Tafshalū: lose-heart-and-fail. Tadhhab rīḥukum: the structural metaphor of departing-wind. The Arabs used rīḥ for both literal wind and figurative strength/fortune. The verse pairs the two: lose your wind, lose your fortune. Cross-ref Q 49:9 (the ethics of internal Muslim conflict-resolution) and Q 3:103 (hold to the rope of Allah; do not become divided).

Why this verse

Q 8:46 names the structural triad of community-strength: obedience to Allah and the Messenger ﷺ, avoidance of internal quarrel, and ṣabr. The verse explicitly warns: internal quarreling produces fashal (loss of heart) and dhahāb ar-rīḥ (loss of strength/wind). The metaphor is military: an army's rīḥ (the wind that fills its sails) departs when the soldiers fight each other. The closing affirmation: maʿa aṣ-ṣābirīn (with the patient): the special divine companionship reserved for the patient.

Bring it into today

Apply to family, masjid, organization, ummah-level. Internal Muslim quarrels are structurally weakening; even when each side has a legitimate point, the act of quarreling produces fashal. The discipline: prioritize unity-of-action over winning-the-argument. The classical scholars: even when you are right, leaving the argument when it threatens unity is structurally meritorious.

A reflection to carry

The verse pairs internal-cohesion (no quarrel) with external-steadfastness (ṣabr) as the dual structural requirements of community-strength. Quarrel breaks cohesion; lack of ṣabr breaks steadfastness. The closing promise (Allah's special companionship) is the structural guarantee for those who hold both.

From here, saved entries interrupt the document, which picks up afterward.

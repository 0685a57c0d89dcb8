//! Minimal linear algebra for the pipeline.
//!
//! Vectors are column vectors multiplied on the right of a [`mat4::Mat4`],
//! and the world is right-handed with +Y up, matching the conventions the
//! scenes were authored in.

pub mod mat4;
pub mod vec2;
pub mod vec3;
pub mod vec4;

pub use mat4::Mat4;
pub use vec2::Vec2;
pub use vec3::Vec3;
pub use vec4::Vec4;
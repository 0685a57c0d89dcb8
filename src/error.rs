use std::path::PathBuf;

use thiserror::Error;

pub type Result<T> = std::result::Result<T, Error>;

#[derive(Debug, Error)]
pub enum Error {
    /// SDL reports its failures as plain strings.
    #[error("platform error: {0}")]
    Platform(String),

    #[error("failed to load texture {path}: {source}")]
    Texture {
        path: PathBuf,
        #[source]
        source: image::ImageError,
    },

    #[error("texture {path} has {channels} channels, only RGB and RGBA are supported")]
    UnsupportedChannels { path: PathBuf, channels: u8 },

    #[error("texture data is {actual} texels, expected {width}x{height}")]
    TextureSize {
        width: u32,
        height: u32,
        actual: usize,
    },

    #[error("invalid mesh parameters: {0}")]
    InvalidMesh(&'static str),

    #[error("scene references unknown mesh `{0}`")]
    UnknownMesh(String),

    #[error("scene references unknown texture `{0}`")]
    UnknownTexture(String),

    #[error("failed to initialize logger: {0}")]
    Logger(#[from] log::SetLoggerError),
}

impl From<String> for Error {
    fn from(message: String) -> Self {
        Error::Platform(message)
    }
}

Read the longer reflection

Ibn Kathīr treats this verse as the structural Quranic charter of community-strength. The verse names three operational disciplines: (1) taʿāt (obedience); (2) absence of internal quarrel; (3) ṣabr. The combined effect: a community that obeys, does not split internally, and endures externally, is structurally invincible by Allah's promise. The Prophet's ﷺ community at Madinah was built on this charter; the early Muslim victories from Badr through the Conquest of Mecca were structurally grounded in the believing community's adherence to these three. Modern Muslim community life is often broken by internal quarrels; the verse names the operational consequence: fashal and rīḥ-departure. The structural cure: prioritize unity-of-action even at cost of winning specific arguments. The classical scholars: every Muslim should have personal disciplines for not-quarreling internally, including: the three-day rule (Day 116 Tazkiyah), the better-of-them-initiates-salām discipline, the leave-arguing-even-when-right rule (Day 109 Tazkiyah).